> _DATA PROVIDED_
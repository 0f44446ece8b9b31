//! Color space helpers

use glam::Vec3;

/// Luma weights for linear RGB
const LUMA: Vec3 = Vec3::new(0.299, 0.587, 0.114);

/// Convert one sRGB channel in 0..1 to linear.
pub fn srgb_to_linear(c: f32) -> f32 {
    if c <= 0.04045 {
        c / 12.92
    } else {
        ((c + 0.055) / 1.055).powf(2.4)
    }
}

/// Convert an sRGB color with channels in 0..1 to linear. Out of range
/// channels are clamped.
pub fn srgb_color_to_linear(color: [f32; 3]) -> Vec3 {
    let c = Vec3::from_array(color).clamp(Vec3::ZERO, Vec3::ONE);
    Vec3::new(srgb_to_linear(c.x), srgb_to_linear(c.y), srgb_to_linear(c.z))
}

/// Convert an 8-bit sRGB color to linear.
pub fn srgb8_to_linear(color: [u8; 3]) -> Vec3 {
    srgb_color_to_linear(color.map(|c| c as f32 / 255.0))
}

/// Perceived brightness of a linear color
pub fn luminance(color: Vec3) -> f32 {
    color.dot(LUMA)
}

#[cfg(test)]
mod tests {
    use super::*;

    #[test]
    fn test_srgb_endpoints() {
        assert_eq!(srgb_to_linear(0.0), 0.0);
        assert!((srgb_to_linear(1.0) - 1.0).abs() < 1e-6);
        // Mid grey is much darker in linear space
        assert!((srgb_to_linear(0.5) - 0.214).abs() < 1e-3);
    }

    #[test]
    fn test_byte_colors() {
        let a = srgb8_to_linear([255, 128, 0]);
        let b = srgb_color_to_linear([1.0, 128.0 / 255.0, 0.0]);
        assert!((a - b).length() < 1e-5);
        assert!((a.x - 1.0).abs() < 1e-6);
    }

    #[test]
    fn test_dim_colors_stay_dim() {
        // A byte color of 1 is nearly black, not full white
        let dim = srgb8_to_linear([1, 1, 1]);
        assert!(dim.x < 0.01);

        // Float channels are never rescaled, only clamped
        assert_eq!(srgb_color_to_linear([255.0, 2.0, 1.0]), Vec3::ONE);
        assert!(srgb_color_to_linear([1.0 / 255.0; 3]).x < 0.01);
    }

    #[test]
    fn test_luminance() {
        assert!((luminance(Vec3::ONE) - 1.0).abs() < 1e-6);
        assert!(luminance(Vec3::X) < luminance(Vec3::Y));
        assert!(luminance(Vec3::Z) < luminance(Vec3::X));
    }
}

==

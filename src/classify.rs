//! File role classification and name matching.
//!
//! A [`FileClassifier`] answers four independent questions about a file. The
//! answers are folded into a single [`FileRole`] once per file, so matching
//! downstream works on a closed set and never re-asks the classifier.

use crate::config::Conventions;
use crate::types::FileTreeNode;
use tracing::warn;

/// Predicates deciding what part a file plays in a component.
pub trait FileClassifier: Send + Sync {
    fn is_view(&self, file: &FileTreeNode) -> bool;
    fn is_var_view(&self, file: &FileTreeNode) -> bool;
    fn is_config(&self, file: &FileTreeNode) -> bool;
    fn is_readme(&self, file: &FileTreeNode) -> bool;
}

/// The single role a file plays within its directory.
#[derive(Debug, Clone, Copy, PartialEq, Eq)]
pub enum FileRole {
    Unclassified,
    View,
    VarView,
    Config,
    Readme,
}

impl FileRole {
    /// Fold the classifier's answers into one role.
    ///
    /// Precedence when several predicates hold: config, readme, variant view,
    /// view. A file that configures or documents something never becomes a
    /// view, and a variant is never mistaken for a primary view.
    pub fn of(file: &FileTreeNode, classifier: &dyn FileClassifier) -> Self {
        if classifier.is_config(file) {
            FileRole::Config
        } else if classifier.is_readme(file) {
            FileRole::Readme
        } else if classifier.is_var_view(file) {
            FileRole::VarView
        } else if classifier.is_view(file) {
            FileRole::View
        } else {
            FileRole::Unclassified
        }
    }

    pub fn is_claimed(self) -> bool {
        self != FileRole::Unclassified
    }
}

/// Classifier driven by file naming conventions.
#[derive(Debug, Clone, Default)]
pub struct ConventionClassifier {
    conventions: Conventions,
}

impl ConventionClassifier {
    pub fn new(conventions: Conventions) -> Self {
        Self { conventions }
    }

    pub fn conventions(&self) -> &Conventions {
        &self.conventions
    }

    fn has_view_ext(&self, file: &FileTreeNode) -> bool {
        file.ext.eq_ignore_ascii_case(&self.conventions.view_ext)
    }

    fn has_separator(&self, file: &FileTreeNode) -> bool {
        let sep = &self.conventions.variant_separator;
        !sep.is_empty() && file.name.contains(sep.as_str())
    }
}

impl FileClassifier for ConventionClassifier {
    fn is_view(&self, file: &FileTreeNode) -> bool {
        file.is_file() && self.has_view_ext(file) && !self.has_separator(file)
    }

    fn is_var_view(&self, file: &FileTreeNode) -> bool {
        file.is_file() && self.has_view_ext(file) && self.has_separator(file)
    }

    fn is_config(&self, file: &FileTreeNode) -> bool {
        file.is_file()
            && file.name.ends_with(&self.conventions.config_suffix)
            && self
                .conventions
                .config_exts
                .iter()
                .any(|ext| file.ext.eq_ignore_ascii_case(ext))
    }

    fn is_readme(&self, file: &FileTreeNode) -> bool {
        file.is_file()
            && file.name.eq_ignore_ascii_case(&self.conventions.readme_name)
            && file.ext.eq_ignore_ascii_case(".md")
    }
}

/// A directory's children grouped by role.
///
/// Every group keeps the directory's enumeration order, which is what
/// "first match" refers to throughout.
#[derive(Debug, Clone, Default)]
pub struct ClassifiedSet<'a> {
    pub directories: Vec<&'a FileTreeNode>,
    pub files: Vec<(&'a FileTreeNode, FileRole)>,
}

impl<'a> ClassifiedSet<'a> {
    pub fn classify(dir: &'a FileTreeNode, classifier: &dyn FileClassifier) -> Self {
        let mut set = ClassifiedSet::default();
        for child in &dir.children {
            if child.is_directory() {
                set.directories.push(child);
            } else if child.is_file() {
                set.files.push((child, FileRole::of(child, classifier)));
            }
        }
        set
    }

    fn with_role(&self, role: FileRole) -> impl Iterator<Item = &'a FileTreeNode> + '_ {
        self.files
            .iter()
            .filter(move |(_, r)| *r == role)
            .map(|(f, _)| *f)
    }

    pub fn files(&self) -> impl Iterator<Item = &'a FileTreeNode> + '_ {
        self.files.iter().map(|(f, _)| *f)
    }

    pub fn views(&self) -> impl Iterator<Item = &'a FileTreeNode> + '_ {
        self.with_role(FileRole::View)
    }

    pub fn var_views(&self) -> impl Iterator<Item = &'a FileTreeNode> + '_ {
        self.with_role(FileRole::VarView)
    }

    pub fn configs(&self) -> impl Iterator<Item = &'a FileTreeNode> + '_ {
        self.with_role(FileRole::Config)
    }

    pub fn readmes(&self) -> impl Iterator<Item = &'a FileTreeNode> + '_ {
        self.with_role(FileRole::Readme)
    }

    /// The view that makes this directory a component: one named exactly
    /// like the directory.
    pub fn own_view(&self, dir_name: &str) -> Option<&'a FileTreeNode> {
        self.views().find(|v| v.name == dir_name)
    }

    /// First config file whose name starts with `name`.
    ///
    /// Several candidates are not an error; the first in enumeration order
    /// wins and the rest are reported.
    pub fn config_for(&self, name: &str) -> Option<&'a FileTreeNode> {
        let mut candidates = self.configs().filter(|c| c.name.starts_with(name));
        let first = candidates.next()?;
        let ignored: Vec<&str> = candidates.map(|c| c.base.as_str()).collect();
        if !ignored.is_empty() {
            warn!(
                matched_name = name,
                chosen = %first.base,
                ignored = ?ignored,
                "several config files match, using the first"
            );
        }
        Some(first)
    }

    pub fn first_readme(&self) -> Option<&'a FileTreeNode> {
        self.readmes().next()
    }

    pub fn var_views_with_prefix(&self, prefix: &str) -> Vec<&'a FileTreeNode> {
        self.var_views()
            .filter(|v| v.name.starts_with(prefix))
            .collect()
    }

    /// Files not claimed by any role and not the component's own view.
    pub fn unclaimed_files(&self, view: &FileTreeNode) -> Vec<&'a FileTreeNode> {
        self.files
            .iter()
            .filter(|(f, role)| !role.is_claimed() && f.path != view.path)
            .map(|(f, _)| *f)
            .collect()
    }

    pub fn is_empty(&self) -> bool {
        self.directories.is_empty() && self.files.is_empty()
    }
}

> _THE TASK_
If "children" is in a line of the listing above, count that line; give the final number and nothing more.

> _RESPONSE TO THIS EXERCISE_
2